● AIM OF THE EXERCISE: Every entry below needs to be repeated exactly as written.

Records from a dataset:
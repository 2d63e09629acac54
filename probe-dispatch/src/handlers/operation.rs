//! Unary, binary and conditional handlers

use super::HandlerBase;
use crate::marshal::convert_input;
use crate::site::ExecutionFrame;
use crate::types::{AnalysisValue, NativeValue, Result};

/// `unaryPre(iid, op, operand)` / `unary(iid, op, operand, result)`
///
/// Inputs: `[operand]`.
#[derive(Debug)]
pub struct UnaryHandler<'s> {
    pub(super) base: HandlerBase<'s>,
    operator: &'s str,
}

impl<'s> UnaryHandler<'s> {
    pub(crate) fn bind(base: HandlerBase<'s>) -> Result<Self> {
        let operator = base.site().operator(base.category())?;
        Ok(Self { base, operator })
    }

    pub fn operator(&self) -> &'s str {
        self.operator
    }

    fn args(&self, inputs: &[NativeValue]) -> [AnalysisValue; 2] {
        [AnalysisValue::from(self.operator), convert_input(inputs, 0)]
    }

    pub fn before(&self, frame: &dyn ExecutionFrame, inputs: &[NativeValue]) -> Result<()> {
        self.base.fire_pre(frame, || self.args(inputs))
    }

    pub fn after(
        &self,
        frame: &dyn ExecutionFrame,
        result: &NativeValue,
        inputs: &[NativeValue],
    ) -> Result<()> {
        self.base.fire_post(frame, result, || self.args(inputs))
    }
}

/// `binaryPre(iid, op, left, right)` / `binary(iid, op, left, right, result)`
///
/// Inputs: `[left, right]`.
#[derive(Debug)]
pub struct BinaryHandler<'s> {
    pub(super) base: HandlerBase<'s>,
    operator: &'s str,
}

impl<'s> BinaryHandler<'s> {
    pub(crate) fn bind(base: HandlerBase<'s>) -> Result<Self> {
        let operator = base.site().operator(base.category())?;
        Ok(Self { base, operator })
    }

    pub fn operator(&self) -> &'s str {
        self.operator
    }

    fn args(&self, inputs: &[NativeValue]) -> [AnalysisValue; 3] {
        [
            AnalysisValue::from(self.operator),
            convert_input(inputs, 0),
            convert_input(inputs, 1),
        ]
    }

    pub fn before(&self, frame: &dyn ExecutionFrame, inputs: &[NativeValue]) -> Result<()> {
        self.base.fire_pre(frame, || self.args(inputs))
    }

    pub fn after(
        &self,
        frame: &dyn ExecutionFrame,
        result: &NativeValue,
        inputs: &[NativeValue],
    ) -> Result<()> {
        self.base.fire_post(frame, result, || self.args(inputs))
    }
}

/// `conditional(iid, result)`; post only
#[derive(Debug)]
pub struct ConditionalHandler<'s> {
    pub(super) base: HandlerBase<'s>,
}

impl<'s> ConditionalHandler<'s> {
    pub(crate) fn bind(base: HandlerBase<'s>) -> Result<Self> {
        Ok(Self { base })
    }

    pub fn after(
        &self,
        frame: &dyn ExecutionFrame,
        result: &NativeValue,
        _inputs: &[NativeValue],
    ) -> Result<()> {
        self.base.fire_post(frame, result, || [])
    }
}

● ANSWER:
repository 2d63e09629acac54
filename probe-dispatch/src/handlers/operation.rs
//! Unary, binary and conditional handlers

use super::HandlerBase;
use crate::marshal::convert_input;
use crate::site::ExecutionFrame;
use crate::types::{AnalysisValue, NativeValue, Result};

/// `unaryPre(iid, op, operand)` / `unary(iid, op, operand, result)`
///
/// Inputs: `[operand]`.
#[derive(Debug)]
pub struct UnaryHandler<'s> {
    pub(super) base: HandlerBase<'s>,
    operator: &'s str,
}

impl<'s> UnaryHandler<'s> {
    pub(crate) fn bind(base: HandlerBase<'s>) -> Result<Self> {
        let operator = base.site().operator(base.category())?;
        Ok(Self { base, operator })
    }

    pub fn operator(&self) -> &'s str {
        self.operator
    }

    fn args(&self, inputs: &[NativeValue]) -> [AnalysisValue; 2] {
        [AnalysisValue::from(self.operator), convert_input(inputs, 0)]
    }

    pub fn before(&self, frame: &dyn ExecutionFrame, inputs: &[NativeValue]) -> Result<()> {
        self.base.fire_pre(frame, || self.args(inputs))
    }

    pub fn after(
        &self,
        frame: &dyn ExecutionFrame,
        result: &NativeValue,
        inputs: &[NativeValue],
    ) -> Result<()> {
        self.base.fire_post(frame, result, || self.args(inputs))
    }
}

/// `binaryPre(iid, op, left, right)` / `binary(iid, op, left, right, result)`
///
/// Inputs: `[left, right]`.
#[derive(Debug)]
pub struct BinaryHandler<'s> {
    pub(super) base: HandlerBase<'s>,
    operator: &'s str,
}

impl<'s> BinaryHandler<'s> {
    pub(crate) fn bind(base: HandlerBase<'s>) -> Result<Self> {
        let operator = base.site().operator(base.category())?;
        Ok(Self { base, operator })
    }

    pub fn operator(&self) -> &'s str {
        self.operator
    }

    fn args(&self, inputs: &[NativeValue]) -> [AnalysisValue; 3] {
        [
            AnalysisValue::from(self.operator),
            convert_input(inputs, 0),
            convert_input(inputs, 1),
        ]
    }

    pub fn before(&self, frame: &dyn ExecutionFrame, inputs: &[NativeValue]) -> Result<()> {
        self.base.fire_pre(frame, || self.args(inputs))
    }

    pub fn after(
        &self,
        frame: &dyn ExecutionFrame,
        result: &NativeValue,
        inputs: &[NativeValue],
    ) -> Result<()> {
        self.base.fire_post(frame, result, || self.args(inputs))
    }
}

/// `conditional(iid, result)`; post only
#[derive(Debug)]
pub struct ConditionalHandler<'s> {
    pub(super) base: HandlerBase<'s>,
}

impl<'s> ConditionalHandler<'s> {
    pub(crate) fn bind(base: HandlerBase<'s>) -> Result<Self> {
        Ok(Self { base })
    }

    pub fn after(
        &self,
        frame: &dyn ExecutionFrame,
        result: &NativeValue,
        _inputs: &[NativeValue],
    ) -> Result<()> {
        self.base.fire_post(frame, result, || [])
    }
}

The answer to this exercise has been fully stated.